Tuesday, July 17, 2012

Soak Up the Sun...With Protection

A favorite pastime for many of us during the summer is laying on the beach or splashing in the pool, especially in the heat of July. But while you are having fun soaking up the sun, remember to protect yourself from those harmful UV rays - the ones that can cause skin cancer, wrinkles, brown spots and spider veins.

More than 2 million people in the United States are diagnosed with skin cancer every year, making it the most common form of cancer in the U.S., according to the Skin Cancer Foundation. About 90 percent of all skin cancers are associated with sun exposure; therefore, you must protect your skin this summer! Remember these helpful tips:

  • Use sunscreen. Apply a minimum of 30 SPF sunscreen or moisturizer that protects against UVB/ UVA rays (look for the term "broad spectrum") and is water resistant.
  • Use the right amount. Apply one ounce of sunscreen to your entire body 30 minutes before going outside.
  • Reapply every two hours. Even if the label reads "water resistant:" or "waterproof," you still need to reapply every couple of hours to ensure sweat or water did not wash your protection away.
  • Seek shade. Avoid the hottest time of the day between 10 a.m. and 4 p.m.
  • Cover up. Wear a wide-brimmed hat, clothing and UV-blocking sunglasses.
  • Do not burn.

Enjoy your summer while staying protected! Remember a temporary tan is not worth the consequences of cancer. For more information about skin cancer, visit the National Council on Skin Cancer Prevention or the Skin Cancer Foundation.

-Ed Partridge, M.D.

Friday, July 13, 2012

SPORE grants set UAB apart

The UAB Comprehensive Cancer Center is one of few institutions to have been awarded three or more SPORE (Specialized Program of Research Excellence) grants from the National Cancer Institute. Currently the center holds SPORES in pancreatic and breast cancer and is partnered with John Hopkins University on a cervical cancer SPORE. Additionally, the Cancer Center was the only institution nationwide to receive a SPORE grant in pancreatic cancer in 2010. Why is this grant such a big deal?
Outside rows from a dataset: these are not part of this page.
impl MemoryFetcher {
    pub fn new() -> Self {
        Self::default()
    }

    pub fn insert(&mut self, url: &str, bytes: Vec<u8>) {
        self.entries.insert(url.to_string(), bytes);
    }

    /// Mark a URL as in flight: fetch() answers Pending until deliver().
    pub fn mark_pending(&mut self, url: &str) {
        self.pending.insert(url.to_string());
    }

    /// Complete an in-flight fetch. None means the asset is unavailable.
    pub fn deliver(&mut self, url: &str, bytes: Option<Vec<u8>>) {
        self.pending.remove(url);
        match bytes {
            Some(b) => {
                self.entries.insert(url.to_string(), b);
            }
            None => {
                self.entries.remove(url);
            }
        }
    }
}

impl AssetFetcher for MemoryFetcher {
    fn fetch(&mut self, url: &str) -> FetchStatus {
        if self.pending.contains(url) {
            return FetchStatus::Pending;
        }
        match self.entries.get(url) {
            Some(bytes) => FetchStatus::Ready(bytes.clone()),
            None => FetchStatus::Missing,
        }
    }
}

/// Shared handle to a MemoryFetcher. The instance owns the fetcher box,
/// but the host still has to deliver bytes into it from outside when they
/// arrive; cloning this handle keeps both sides on the same store.
#[derive(Clone, Default)]
pub struct SharedMemoryFetcher(Rc<RefCell<MemoryFetcher>>);

impl SharedMemoryFetcher {
    pub fn new() -> Self {
        Self::default()
    }

    pub fn insert(&self, url: &str, bytes: Vec<u8>) {
        self.0.borrow_mut().insert(url, bytes);
    }

    pub fn mark_pending(&self, url: &str) {
        self.0.borrow_mut().mark_pending(url);
    }

    pub fn deliver(&self, url: &str, bytes: Option<Vec<u8>>) {
        self.0.borrow_mut().deliver(url, bytes);
    }
}

impl AssetFetcher for SharedMemoryFetcher {
    fn fetch(&mut self, url: &str) -> FetchStatus {
        self.0.borrow_mut().fetch(url)
    }
}

/// Device-variant of the asset set. Each variant pins its own immutable
/// grid configuration; the fallback switches variants instead of mutating
/// grid fields mid-flight.
#[derive(Debug, Clone, Copy, PartialEq, Eq)]
pub enum Variant {
    Mobile,
    Desktop,
}

impl Variant {
    pub fn suffix(self) -> &'static str {
        match self {
            Variant::Mobile => MOBILE_SUFFIX,
            Variant::Desktop => "",
        }
    }

    pub fn grid(self) -> GridSpec {
        match self {
            Variant::Mobile => GridSpec::mobile(),
            Variant::Desktop => GridSpec::desktop(),
        }
    }
}

/// A complete, validated atlas generation ready to install.
pub struct AtlasSet {
    pub images: [Rc<QuadImage>; 4],
    pub frame_width: u32,
    pub frame_height: u32,
    pub grid: GridSpec,
}

enum LoadState {
    Idle,
    Loading {
        variant: Variant,
        next: usize,
        loaded: Vec<Rc<QuadImage>>,
    },
    Success(Option<AtlasSet>),
    Failed(PoseError),
}

pub struct AssetLoader {
    root: String,
    state: LoadState,
}

impl Default for AssetLoader {
    fn default() -> Self {
        Self::new()
    }
}

impl AssetLoader {
    pub fn new() -> Self {
        Self {
            root: normalize_root("/"),
            state: LoadState::Idle,
        }
    }

    /// URL per the asset naming convention:
    /// `{root}q{0..3}{"_20" if mobile}.webp`.
    pub fn url(root: &str, quadrant: Quadrant, variant: Variant) -> String {
        format!(
            "{}{}{}.{}",
            root,
            quadrant.url_token(),
            variant.suffix(),
            ASSET_EXT
        )
    }

    /// Start (or restart) a load cycle. A load already in flight for an
    /// older root is superseded and its result discarded.
    pub fn begin(&mut self, root: &str, mobile: bool) {
        if self.is_loading() {
            info!("asset load superseded, restarting for {}", root);
        }
        self.root = normalize_root(root);
        let variant = if mobile {
            Variant::Mobile
        } else {
            Variant::Desktop
        };
        self.state = LoadState::Loading {
            variant,
            next: 0,
            loaded: Vec::with_capacity(4),
        };
    }

    pub fn is_loading(&self) -> bool {
        matches!(self.state, LoadState::Loading { .. })
    }

    pub fn is_idle(&self) -> bool {
        matches!(self.state, LoadState::Idle)
    }

    pub fn error(&self) -> Option<&PoseError> {
        match &self.state {
            LoadState::Failed(e) => Some(e),
            _ => None,
        }
    }

    /// Take the finished set, once. The loader returns to Idle.
    pub fn take_success(&mut self) -> Option<AtlasSet> {
        if let LoadState::Success(set) = &mut self.state {
            let set = set.take();
            self.state = LoadState::Idle;
            return set;
        }
        None
    }

    /// Advance as far as available data allows. Safe to call every tick.
    pub fn pump(&mut self, fetcher: &mut dyn AssetFetcher) {
        loop {
            let (variant, next) = match &self.state {
                LoadState::Loading { variant, next, .. } => (*variant, *next),
                _ => return,
            };
            let url = Self::url(&self.root, Quadrant::ALL[next], variant);
            match fetcher.fetch(&url) {
                FetchStatus::Pending => return,
                FetchStatus::Ready(bytes) => match image::load_from_memory(&bytes) {
                    Ok(img) => {
                        let quad = Rc::new(QuadImage::new(img.to_rgba8()));
                        if let LoadState::Loading { next, loaded, .. } = &mut self.state {
                            loaded.push(quad);
                            *next += 1;
                            if *next == 4 {
                                self.finish(variant);
                            }
                        }
                    }
                    Err(e) => {
                        warn!("asset decode failed for {}: {}", url, e);
                        self.miss(variant, url);
                    }
                },
                FetchStatus::Missing => self.miss(variant, url),
            }
        }
    }

    /// A quadrant 404'd or failed to decode. Any mobile failure forces a
    /// full desktop reload from q0; a desktop failure is terminal.
    fn miss(&mut self, variant: Variant, url: String) {
        match variant {
            Variant::Mobile => {
                info!("mobile variant missing ({}), falling back to desktop", url);
                self.state = LoadState::Loading {
                    variant: Variant::Desktop,
                    next: 0,
                    loaded: Vec::with_capacity(4),
                };
            }
            Variant::Desktop => {
                self.state = LoadState::Failed(PoseError::AssetMissing { url });
            }
        }
    }

    /// All four quadrants decoded: validate and assemble the atlas set.
    fn finish(&mut self, variant: Variant) {
        let loaded = match std::mem::replace(&mut self.state, LoadState::Idle) {
            LoadState::Loading { loaded, .. } => loaded,
            _ => unreachable!(),
        };
        debug_assert_eq!(loaded.len(), 4);

        // each asset must be non-empty; an empty one counts as missing
        if let Some(idx) = loaded
            .iter()
            .position(|q| q.width() == 0 || q.height() == 0)
        {
            let url = Self::url(&self.root, Quadrant::ALL[idx], variant);
            warn!("asset has zero pixel dimensions: {}", url);
            self.miss(variant, url);
            return;
        }

        // all four must share identical pixel dimensions, mismatch is fatal
        let expected = (loaded[0].width(), loaded[0].height());
        for (idx, quad) in loaded.iter().enumerate().skip(1) {
            let found = (quad.width(), quad.height());
            if found != expected {
                let url = Self::url(&self.root, Quadrant::ALL[idx], variant);
                self.state = LoadState::Failed(PoseError::AssetDimensionMismatch {
                    url,
                    expected,
                    found,
                });
                return;
            }
        }

        // byte-identical quadrant pairs are suspicious but some pipelines
        // legitimately coalesce identical assets: warn, don't fail
        for (a, b) in (0..4usize).tuple_combinations() {
            if loaded[a].raw() == loaded[b].raw() {
                warn!(
                    "quadrants {} and {} share identical pixel data",
                    Quadrant::ALL[a].url_token(),
                    Quadrant::ALL[b].url_token()
                );
            }
        }

        let grid = variant.grid();
        let (frame_width, frame_height) =
            infer_frame_size(expected.0, expected.1, grid.quadrant_size);
        info!(
            "atlas loaded: variant {:?}, quadrants {}x{}, frame {}x{}",
            variant, expected.0, expected.1, frame_width, frame_height
        );

        let images: [Rc<QuadImage>; 4] = match loaded.try_into() {
            Ok(arr) => arr,
            Err(_) => unreachable!("exactly four quadrants loaded"),
        };
        self.state = LoadState::Success(Some(AtlasSet {
            images,
            frame_width,
            frame_height,
            grid,
        }));
    }
}
// PixelPose
// copyright zipxing@hotmail.com 2022～2025

//! One widget instance: binds a motion driver, a sprite atlas and an asset
//! loader to a visual surface, driven through the resource pool.
//!
//! Instances are created as Rc<RefCell<..>> handles so the pool can keep
//! weak references in its queue and active set while the embedding layer
//! owns the instance. All access happens on the cooperative thread.
//!
//! Lifecycle: enqueue through the pool → init (context + asset load) →
//! Ready, ticking every frame. Changing the asset root restarts the load
//! cycle in place without a teardown; context loss pauses the instance and
//! a restore reloads it automatically. A failed instance keeps exposing its
//! last successfully displayed frame as a static fallback and never
//! disturbs siblings sharing the pool.

use crate::atlas::{GridSpec, SpriteAtlas, SubImage};
use crate::config::{clamp_smoothing, PoseConfig};
use crate::error::PoseError;
use crate::event::{target_for, InputEvent, WidgetBounds};
use crate::loader::{AssetFetcher, AssetLoader, AtlasSet};
use crate::motion::{CellIndex, MotionDriver};
use crate::pool::{ContextHandle, ResourcePool};
use crate::util::normalize_root;
use log::{info, warn};
use serde::Serialize;
use std::cell::{Cell, RefCell};
use std::rc::Rc;

/// Ready/loading/error surface exposed to the embedding UI layer.
#[derive(Debug, Clone, Copy, PartialEq, Eq, Serialize)]
#[serde(rename_all = "lowercase")]
pub enum PoseStatus {
    Loading,
    Ready,
    Degraded,
    Failed,
}

/// Progress of a queued init routine, polled by the pool's drain loop.
pub enum InitProgress {
    Pending,
    Ready,
    Failed(PoseError),
}

thread_local! {
    static NEXT_INSTANCE_ID: Cell<u64> = Cell::new(1);
}

fn next_instance_id() -> u64 {
    NEXT_INSTANCE_ID.with(|c| {
        let id = c.get();
        c.set(id + 1);
        id
    })
}

pub struct PoseInstance {
    id: u64,
    config: PoseConfig,
    mobile: bool,
    bounds: WidgetBounds,
    motion: MotionDriver,
    atlas: SpriteAtlas,
    loader: AssetLoader,
    fetcher: Box<dyn AssetFetcher>,
    ctx: Option<Rc<ContextHandle>>,
    status: PoseStatus,
    ticking: bool,
    listening: bool,
    torn_down: bool,
    current_cell: Option<CellIndex>,
    current_frame: Option<Rc<SubImage>>,
    last_good_frame: Option<Rc<SubImage>>,
    last_error: Option<PoseError>,
}

impl PoseInstance {
    pub fn new(
        config: PoseConfig,
        mobile: bool,
        fetcher: Box<dyn AssetFetcher>,
        bounds: WidgetBounds,
    ) -> Rc<RefCell<Self>> {
        let config = config.normalized();
        let grid = if mobile {
            GridSpec::mobile()
        } else {
            GridSpec::desktop()
        };
        let id = next_instance_id();
        info!(
            "instance {} created, root {}, grid {}",
            id, config.asset_root, grid.grid_size
        );
        Rc::new(RefCell::new(Self {
            id,
            motion: MotionDriver::new(grid, config.smoothing),
            atlas: SpriteAtlas::new(grid),
            loader: AssetLoader::new(),
            config,
            mobile,
            bounds,
            fetcher,
            ctx: None,
            status: PoseStatus::Loading,
            ticking: false,
            listening: false,
            torn_down: false,
            current_cell: None,
            current_frame: None,
            last_good_frame: None,
            last_error: None,
        }))
    }

    pub fn id(&self) -> u64 {
        self.id
    }

    pub fn status(&self) -> PoseStatus {
        self.status
    }

    pub fn grid(&self) -> GridSpec {
        self.atlas.grid()
    }

    /// Atlas generation currently installed, 0 before the first load.
    pub fn generation(&self) -> u64 {
        self.atlas.generation()
    }

    pub fn context(&self) -> Option<&Rc<ContextHandle>> {
        self.ctx.as_ref()
    }

    pub fn current_cell(&self) -> Option<CellIndex> {
        self.current_cell
    }

    /// Frame currently displayed.
    pub fn current_frame(&self) -> Option<&Rc<SubImage>> {
        self.current_frame.as_ref()
    }

    /// Last successfully displayed frame, the static fallback while
    /// degraded or failed.
    pub fn last_good_frame(&self) -> Option<&Rc<SubImage>> {
        self.last_good_frame.as_ref()
    }

    pub fn last_error(&self) -> Option<&PoseError> {
        self.last_error.as_ref()
    }

    pub fn is_torn_down(&self) -> bool {
        self.torn_down
    }

    /// Start the full startup sequence. Called by the pool's drain loop,
    /// strictly serialized against every other queued instance.
    pub(crate) fn begin_init(&mut self, ctx: Rc<ContextHandle>) {
        self.ctx = Some(ctx);
        self.status = PoseStatus::Loading;
        self.listening = true;
        self.loader.begin(&self.config.asset_root, self.mobile);
    }

    /// Advance the startup sequence one frame.
    pub(crate) fn drive_init(&mut self) -> InitProgress {
        if self.torn_down {
            return InitProgress::Failed(PoseError::InstanceGone);
        }
        match &self.ctx {
            Some(ctx) if ctx.is_valid() => {}
            _ => {
                let e = PoseError::ContextLost;
                self.fail_init(e.clone());
                return InitProgress::Failed(e);
            }
        }
        self.loader.pump(self.fetcher.as_mut());
        if let Some(set) = self.loader.take_success() {
            self.install_set(set);
            self.status = PoseStatus::Ready;
            self.ticking = true;
            InitProgress::Ready
        } else if let Some(e) = self.loader.error().cloned() {
            self.fail_init(e.clone());
            InitProgress::Failed(e)
        } else {
            InitProgress::Pending
        }
    }

    pub(crate) fn fail_init(&mut self, e: PoseError) {
        warn!("instance {} init failed: {}", self.id, e);
        self.last_error = Some(e);
        self.status = PoseStatus::Failed;
        self.ticking = false;
    }

    /// Install a validated atlas generation. A grid change (variant
    /// fallback) repositions the motion state to the new grid center.
    fn install_set(&mut self, set: AtlasSet) {
        if set.grid != self.atlas.grid() {
            self.motion.recenter(set.grid);
        }
        self.atlas
            .install(set.grid, set.images, set.frame_width, set.frame_height);
    }

    /// Route a directional input to the motion target. Events arriving
    /// after teardown, or while subscriptions are not yet attached, are
    /// dropped.
    pub fn handle_input(&mut self, event: &InputEvent) {
        if !self.listening {
            return;
        }
        if let Some(target) = target_for(event, self.bounds, self.atlas.grid()) {
            self.motion.set_target(target.x, target.y);
        }
    }

    /// Advance one animation frame: finish any in-place reload, move the
    /// smoothed position and look up the displayed frame.
    pub fn on_tick(&mut self) {
        if !self.ticking {
            return;
        }
        if self.loader.is_loading() {
            self.loader.pump(self.fetcher.as_mut());
            if let Some(set) = self.loader.take_success() {
                self.install_set(set);
                self.status = PoseStatus::Ready;
            } else if let Some(e) = self.loader.error().cloned() {
                if self.atlas.has_images() {
                    // previous generation keeps working, keep serving it
                    warn!(
                        "instance {} reload failed, keeping previous atlas: {}",
                        self.id, e
                    );
                    self.last_error = Some(e);
                    self.status = PoseStatus::Ready;
                } else {
                    self.fail_init(e);
                    return;
                }
            }
        }
        let cell = self.motion.tick();
        self.current_cell = Some(cell);
        if let Some(frame) = self.atlas.lookup(cell.row, cell.col) {
            self.last_good_frame = Some(Rc::clone(&frame));
            self.current_frame = Some(frame);
        }
    }

    /// Point the instance at a different asset root. Triggers a fresh load
    /// cycle in place; the current atlas generation keeps rendering until
    /// the new one installs.
    pub fn set_asset_root(&mut self, root: &str) {
        self.config.asset_root = normalize_root(root);
        if self.torn_down {
            return;
        }
        if self.ctx.is_some() {
            info!("instance {} switching asset root to {}", self.id, self.config.asset_root);
            self.status = PoseStatus::Loading;
            self.loader.begin(&self.config.asset_root, self.mobile);
        }
        // not yet initialized: the queued init picks up the new root
    }

    pub fn set_smoothing(&mut self, smoothing: f32) {
        self.config.smoothing = clamp_smoothing(smoothing);
        self.motion.set_smoothing(smoothing);
    }

    pub fn set_bounds(&mut self, bounds: WidgetBounds) {
        self.bounds = bounds;
    }

    /// The platform lost the shared context: pause ticking and mark the
    /// instance degraded. The last good frame stays displayable.
    pub(crate) fn on_context_lost(&mut self) {
        warn!("instance {} paused, render context lost", self.id);
        self.ticking = false;
        self.status = PoseStatus::Degraded;
        self.ctx = None;
    }

    /// Queued for re-init after a context restore.
    pub(crate) fn prepare_reload(&mut self) {
        self.status = PoseStatus::Loading;
    }

    /// Synchronously detach from everything: input subscriptions, ticking
    /// and the pool's active set. The pool and its shared context live on.
    pub fn teardown(&mut self, pool: &mut ResourcePool) {
        info!("instance {} teardown", self.id);
        self.listening = false;
        self.ticking = false;
        self.torn_down = true;
        self.ctx = None;
        pool.unregister(self.id);
    }

    /// Status surface for the embedding layer.
    pub fn status_json(&self) -> String {
        #[derive(Serialize)]
        struct StatusView {
            status: PoseStatus,
            cell: Option<CellIndex>,
            generation: u64,
        }
        serde_json::to_string(&StatusView {
            status: self.status,
            cell: self.current_cell,
            generation: self.atlas.generation(),
        })
        .unwrap_or_else(|_| "{}".to_string())
    }
}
It supports projects that will lead to the early detection, prevention, diagnosis and treatment of human cancers. Each SPORE is focused on a specific organ site, such as breast or pancreatic cancer. "SPOREs are designed to enable the rapid and efficient movement of basic scientific findings into clinical settings, as well as to determine the biological basis for observations made in individuals with cancer or in populations at risk for cancer," according to the National Cancer Institute.

Principal investigator Donald J. Buchsbaum, Ph.D., director of radiation biology at the University of Alabama at Birmingham, leads the SPORE program in pancreatic cancer. Support from the NCI was granted because of the Cancer Center's expertise in tumor biology, virology/gene therapy, immunobiology and targeted immunotherapy. Current research projects stem from previously established efforts that showed the most promise.

Kirby I. Bland, M.D., chair of the department of surgery at the University of Alabama at Birmingham, is the principal investigator of the SPORE program in breast cancer. In order to best accomplish the goal of prevention, detection, prognosis and therapy development, this project assembled many basic and clinical scientists, including molecular/cell biologists, pathologists, medical/surgical oncologists, experts in the development of new technologies, and biostatisticians.

There are currently 62 grants across 23 states in the country. UAB claims Alabama's only SPORE grants. Just another example of what sets the UAB Comprehensive Cancer Center apart.

-Ed Partridge, M.D.

Friday, July 6, 2012

A Comprehensive Mission

The UAB Comprehensive Cancer Center was one of the original eight comprehensive cancer centers designated by the National Cancer Act in 1971. The bill was enacted on December 23, 1971, and strengthened the National Cancer Institute’s effort against cancer by creating the National Cancer Program. Although the number of NCI-designated comprehensive centers has increased since 1971, the UAB Comprehensive Cancer Center remains the only NCI-designated comprehensive cancer center in the Deep South including Alabama, Mississippi, Louisiana, Arkansas, South Carolina and Georgia.

As of 2012, the Cancer Center is one of only 41
National Cancer Institute-designated comprehensive cancer centers in the United States, and is home to more than 330 of the nation’s most recognized physicians and researchers for their expertise and advancement in oncology treatment and research. With our state-of-the-art technology and outstanding staff, we are able to treat approximately 5,000 new patients each year.
For more than 40 years our oncology team has proven to be among the best in the country, and we hope to continue to conduct research and provide unique treatment for our patients. Much of our success depends on the support of our community, for which we are incredibly grateful. We are confident that one day soon we will accomplish our mission of eliminating cancer as a major public health problem.
-Ed Partridge, M.D.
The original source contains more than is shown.